When a system doesn’t detect activity for a certain number of minutes, it automatically shuts down. This can also happen while installing software and not completing the required steps in time.

Platform Issues

They’re the most common cause of inactivity timeout. The platform usually bugs when you send an invalid document to the index. It might be a PDF that doesn’t have an assigned user or owner, is locked, fails to open, etc. They’re easy to diagnose , since they display error codes (Error_code), like CORRUPTED_DOCUMENT. The index basically tries to protect itself and the platform from corrupted, potentially dangerous data (a document carrying viruses, for example).

Permission Issues

Some permissions might not send, or some documents might hold bad permissions. When a document is pushed into the Sitecore Source, it needs to hold the matching permission. Permissions identified on the item as X but in the Coveo index as Y, although they virtually are the same, don’t have matching names, and therefore won’t be recognized by the Sitecore source. The document will be left with an unknown permission, which prevents its indexing after the push.
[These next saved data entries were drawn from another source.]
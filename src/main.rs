/*
 * Responsibility
 * - tokio runtime startup
 * - calls app::run() (no logic here)
 */
use anyhow::Result;

#[tokio::main]
async fn main() -> Result<()> {
    bearer_guard::app::run().await?;
    Ok(())
}
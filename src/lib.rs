//! Bearer token validation with structured, accumulated validation errors.
//!
//! The engine lives in [`services::auth`]; [`response`] renders its errors and
//! the rest wires both into an axum service.

pub mod api;
pub mod app;
pub mod config;
pub mod error;
pub mod middleware;
pub mod response;
pub mod services;
pub mod state;
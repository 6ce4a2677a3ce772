//! Header value -> bare token string.

pub const BEARER_PREFIX: &str = "Bearer ";

/// How the raw value carries the token.
#[derive(Debug, Clone, Copy, PartialEq, Eq)]
pub enum Scheme {
    /// `Bearer <token>`
    Bearer,
    /// The whole value is the token.
    Bare,
}

#[derive(Debug, Clone, Copy, PartialEq, Eq, thiserror::Error)]
pub enum ExtractError {
    #[error("No token supplied")]
    NoTokenSupplied,
    #[error("Authorization header not in correct format")]
    MalformedAuthorizationHeader,
}

pub fn extract_token(raw: Option<&str>, scheme: Scheme) -> Result<&str, ExtractError> {
    let raw = match raw {
        Some(v) if !v.is_empty() => v,
        _ => return Err(ExtractError::NoTokenSupplied),
    };

    let token = match scheme {
        Scheme::Bearer => raw
            .strip_prefix(BEARER_PREFIX)
            .ok_or(ExtractError::MalformedAuthorizationHeader)?,
        Scheme::Bare => raw,
    };

    if token.is_empty() {
        return Err(ExtractError::NoTokenSupplied);
    }

    Ok(token)
}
If you send an item into the Sitecore Source, but the users/permissions don’t follow, you will run into inactivity timeout because the rebuild will have failed. The rebuild process will have failed because there will be one or more documents without a known user. The next section links you to page that explains you how to solve that problem.

Number of Items and Reset Issues

Uploading many items in Sitecore can also slow down the rebuild process, as there’s a maximum number of items and/or security identities that may be pushed each hour. If you want to push many items into the Sitecore source, the rebuild will take longer to conclude. However, if you’re using an older version of Coveo for Sitecore, you might run into an inactivity timeout. Improvements have been made to more recent versions, and you’re encouraged to upgrade to the most recent one.

However, cases of interruption related to the number of items are very rare. What’s most likely to cause an interruption is the timer refreshing if the upload process detects change in the number of documents.

Time Number of documents processed Timer state
11h05 0/100 0
11h10 10/100 5 minutes, reset at 0
11h15 10/100 10 minutes, no change
12h05 10/100 55 minutes, no change
12h10

10/100

Or, if there's change:

11/100

(which means that next inactivity timeout will occur at 13h10, unless there's change)

1 hour, inactivity, reset at 0

Query Issues

The step Waiting for documents to be searchable failed because although documents were pushed correctly, the query couldn’t find them. The reason to this failure is usually that the user executing the query doesn’t have the right to see some indexed documents. Invalid permissions trigger security issues in the rebuilt process, which might cause it to fail.

If written on an item that a user is allowed to view it, but doesn’t actually own this permission, the rebuild will interrupt itself before indexing the documents.

Resolution

To solve the problem of non-completed indexing, restart the rebuild. If the numbers of committed and expected documents even out, you will want to test the rebuild by looking up random items in the Coveo indexes. If you search for an old document, it shouldn’t exist in the indexes anymore, while an item pulled from Coveo for Sitecore to the platform should be indexed. If this doesn’t work, identify the possible cause and apply one of the following solutions.

Platform Issues

Look up which documents are broken and either remove them from the platform, or fix their issue.

Security Issues

Most problems related to users, groups and permissions associated to pushed items can be validated directly in the “Content Security” tab in the Cloud Administration Console.

Number of Items and Reset Issues

To avoid problems with permissions related to a large number of documents, make sure you’re using the Push API batch process, which compresses items before processing them.

Query Issues

To understand the problem related to a failed query, see if indexed dates on indexed documents were updated during the rebuild. If yes, the rebuild is simply still running.